Al controvertido caso del Washington Post, que ha sido el último y el más estricto hasta ahora en cuanto a sus recomendaciones, se le suma el manual de la National Public Radio (NPR). La prestigiosa radio pública estadounidense ha pedido a su plantilla, en un tono mucho más realista, que utilice las plataformas digitales “como una forma de conectar con la audiencia” pero sin hacer “nada que dañe a su credibilidad ni a la de NPR”.

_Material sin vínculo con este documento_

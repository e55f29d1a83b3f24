//! The [`Index`] structure managing staged changes.
//!
//! Additions are kept in a `BTreeMap<String, IndexEntry>`, removals in a
//! `BTreeSet<String>`; a name is never in both. Filesystem access to working
//! files is the caller's job; the index only writes blobs to the store.

use std::collections::{BTreeMap, BTreeSet};
use std::fs;
use std::io::{self, Write};
use std::path::Path;
use std::sync::Arc;

use serde::{Deserialize, Serialize};
use sprig_store::{Blob, FileTable, ObjectStore};
use sprig_types::ObjectId;
use tracing::debug;

use crate::entry::{IndexEntry, IndexFlags};
use crate::error::{IndexError, IndexResult};

const INDEX_VERSION: u32 = 1;

#[derive(Serialize, Deserialize)]
struct PersistedIndex {
    version: u32,
    additions: BTreeMap<String, IndexEntry>,
    removals: BTreeSet<String>,
}

/// The staging area: changes queued for the next commit.
pub struct Index {
    additions: BTreeMap<String, IndexEntry>,
    removals: BTreeSet<String>,
    store: Arc<dyn ObjectStore>,
}

impl std::fmt::Debug for Index {
    fn fmt(&self, f: &mut std::fmt::Formatter<'_>) -> std::fmt::Result {
        f.debug_struct("Index")
            .field("additions", &self.additions.len())
            .field("removals", &self.removals.len())
            .finish()
    }
}

fn check_path(path: &str) -> IndexResult<()> {
    if path.is_empty() {
        return Err(IndexError::InvalidPath("empty path".to_string()));
    }
    Ok(())
}

impl Index {
    /// Create an empty index backed by the given store.
    pub fn new(store: Arc<dyn ObjectStore>) -> Self {
        Self {
            additions: BTreeMap::new(),
            removals: BTreeSet::new(),
            store,
        }
    }

    /// Load a persisted index. A missing file yields an empty index.
    pub fn load(path: &Path, store: Arc<dyn ObjectStore>) -> IndexResult<Self> {
        let bytes = match fs::read(path) {
            Ok(bytes) => bytes,
            Err(e) if e.kind() == io::ErrorKind::NotFound => return Ok(Self::new(store)),
            Err(e) => return Err(e.into()),
        };
        let persisted: PersistedIndex = bincode::deserialize(&bytes)
            .map_err(|e| IndexError::Serialization(e.to_string()))?;
        if persisted.version != INDEX_VERSION {
            return Err(IndexError::Serialization(format!(
                "unsupported index version {}",
                persisted.version
            )));
        }
        Ok(Self {
            additions: persisted.additions,
            removals: persisted.removals,
            store,
        })
    }

    /// Atomically write the index to `path`.
    pub fn save(&self, path: &Path) -> IndexResult<()> {
        let persisted = PersistedIndex {
            version: INDEX_VERSION,
            additions: self.additions.clone(),
            removals: self.removals.clone(),
        };
        let bytes = bincode::serialize(&persisted)
            .map_err(|e| IndexError::Serialization(e.to_string()))?;
        let dir = path.parent().unwrap_or_else(|| Path::new("."));
        let mut tmp = tempfile::NamedTempFile::new_in(dir)?;
        tmp.write_all(&bytes)?;
        tmp.persist(path).map_err(io::Error::from)?;
        Ok(())
    }

    /// Returns `true` if nothing is staged for addition or removal.
    pub fn is_empty(&self) -> bool {
        self.additions.is_empty() && self.removals.is_empty()
    }

    pub fn get(&self, path: &str) -> Option<&IndexEntry> {
        self.additions.get(path)
    }

    pub fn additions(&self) -> impl Iterator<Item = &IndexEntry> {
        self.additions.values()
    }

    pub fn removals(&self) -> impl Iterator<Item = &str> {
        self.removals.iter().map(String::as_str)
    }

    pub fn is_staged_for_removal(&self, path: &str) -> bool {
        self.removals.contains(path)
    }

    // ---------------------------------------------------------------
    // Stage operations
    // ---------------------------------------------------------------

    /// Store `content` as a blob named `path` and stage it.
    pub fn stage_file(&mut self, path: &str, content: &[u8]) -> IndexResult<ObjectId> {
        check_path(path)?;
        let object_id = self.store.put_blob(&Blob::new(path, content))?;
        self.insert(IndexEntry::new(path, object_id, content.len() as u64));
        Ok(object_id)
    }

    /// Stage a blob that is already in the store.
    pub fn stage_object(&mut self, path: &str, object_id: ObjectId, size: u64) -> IndexResult<()> {
        check_path(path)?;
        self.insert(IndexEntry::new(path, object_id, size));
        Ok(())
    }

    /// Store conflict-marked content for `path` and stage it flagged as a
    /// conflict.
    pub fn stage_conflict(&mut self, path: &str, content: &[u8]) -> IndexResult<ObjectId> {
        check_path(path)?;
        let object_id = self.store.put_blob(&Blob::new(path, content))?;
        let mut entry = IndexEntry::new(path, object_id, content.len() as u64);
        entry.flags = IndexFlags { conflict: true };
        self.insert(entry);
        Ok(object_id)
    }

    fn insert(&mut self, entry: IndexEntry) {
        debug!(path = %entry.path, blob = %entry.object_id.short_hex(), conflict = entry.flags.conflict, "staged");
        self.removals.remove(&entry.path);
        self.additions.insert(entry.path.clone(), entry);
    }

    /// Drop a staged addition. Returns the entry if there was one.
    pub fn unstage(&mut self, path: &str) -> Option<IndexEntry> {
        self.additions.remove(path)
    }

    /// Queue `path` for removal, dropping any staged addition for it.
    pub fn stage_removal(&mut self, path: &str) -> IndexResult<()> {
        check_path(path)?;
        self.additions.remove(path);
        self.removals.insert(path.to_string());
        debug!(path, "staged removal");
        Ok(())
    }

    /// Cancel a staged removal.
    pub fn unstage_removal(&mut self, path: &str) -> bool {
        self.removals.remove(path)
    }

    pub fn clear(&mut self) {
        self.additions.clear();
        self.removals.clear();
    }

    // ---------------------------------------------------------------
    // Conflicts
    // ---------------------------------------------------------------

    pub fn conflict_paths(&self) -> Vec<String> {
        self.additions
            .values()
            .filter(|e| e.flags.conflict)
            .map(|e| e.path.clone())
            .collect()
    }

    // ---------------------------------------------------------------
    // Commit support
    // ---------------------------------------------------------------

    /// File table of the next commit: `base` with staged additions applied
    /// and staged removals dropped.
    pub fn apply_to(&self, base: &FileTable) -> FileTable {
        let mut table = base.clone();
        for entry in self.additions.values() {
            table.insert(entry.path.clone(), entry.object_id);
        }
        for path in &self.removals {
            table.remove(path);
        }
        table
    }
}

Paper Papers, en una entrada muy crítica, que titula “Torquemadas digitales” http://paperpapers.blogspot.com/2009/09/los-torquemadas-digitales.html , reúne algunos de los consejos de la NPR:

-Los periodistas tienen que asumir que todo lo que escriben o reciben en las redes sociales es público;
-Se debe usar el nivel más alto de privacidad para controlar la actividad en estas plataformas, en orden a que nadie puede dar a conocer a la comunidad lo que uno pretende que esté en su esfera privada;
-Los profesionales no se deben comportar de forma diferente en estas redes sociales a como lo harían en cualquier lugar público;
-Aunque es recomendable que se enlacen contenidos de NPR, los periodistas no podrán utilizar material con derechos de autor sin permiso previo;
-Los periodistas deben recordar que los términos de servicio de un medio social se aplican más allá de lo que se postea y más allá de ese site.
-Se debe asumir que las mismas reglas éticas que se aplican al mundo «offline», también se aplican a la información en internet. En relación a esto, se recuerda a los periodistas que no deben perder de vista nunca cómo se actúa en NPR y ello trasladarlo a internet;
-Los periodistas tienen que confirmar toda la información que toman de estos medios sociales a través de los métodos tradicionales de trabajo (a través de conversaciones telefónicas u otros recursos similares); en este sentido, se insiste en varios puntos sobre la necesidad de verificar la fuente;
-La actividad de los periodistas de NPR en las redes sociales no puede caer en la «polarización» sobre determinados valores. No puede haber un posicionamiento en ellos;
-Es imprescindible que los profesionales de la entidad asuman que cada red social tiene su cultura y sus peculiaridades y, en consecuencia, debe respetarlas;
-Y, dos últimas cosas, si se va a escribir en alguna de estas plataformas el periodista tendrá que cerciorarse si estos contenidos se van a grabar o no y, en caso de duda, deberá consultar a su editor.
Esta guía sobre cómo se deben comportar los profesionales de NPR en su actividad diaria y personal en las redes sociales se suma a las reglas que componen el código ético del que dispone esta organización independiente.

Entre todas las recomendaciones, la influyente cadena estadounidense no olvida solicitar a sus redactores que utilicen las opciones de privacidad que ofrecen las redes sociales y se comporten al igual que lo harían en público para evitar malentendidos y problemas. Todo de sentido común y que no debería sonar a nuevo a ningún periodista. En cuanto a la propiedad intelectual, la NPR recuerda que las reglas offline también se deben aplicar al online, y que no pueden publicar el contenido íntegro de su trabajo para NPR sino sólo un resumen o extracto con enlace a la fuente original. Además se insiste en mantener la práctica de contrastar la información y consultar a varias fuentes también cuando se trata de datos conseguidos a través de la Red-

Este mismo mes de junio, la agencia de noticias Associated Press ha publicado una nueva edición de su libro de estilo (en inglés) en donde, como era de esperar, aborda este tema. Se incluyen recomendaciones para el uso de redes sociales como herramientas de trabajo con una mentalidad mucho más abierta que la expresada anteriormente por otras agencias internacionales, como Reuters. En 42 entradas se aborda cómo comprobar la procedencia de las expresiones declaradas a través de Twitter o Facebook, realiza un acercamiento a los blogs, los RSS, los motores de búsqueda y otros términos con los que los profesionales de la agencia se tienen que familiarizar.

AP creó una cuenta en Twitter (@APStylebook)  donde se pudo seguir el proceso de elaboración del libro de estilo. Una experiencia interesante que aglutinó a más de 44.000 seguidores que hicieron preguntas y comentarios sobre el tema. La agencia, en este caso, no desea comprometer el ámbito personal de sus periodistas.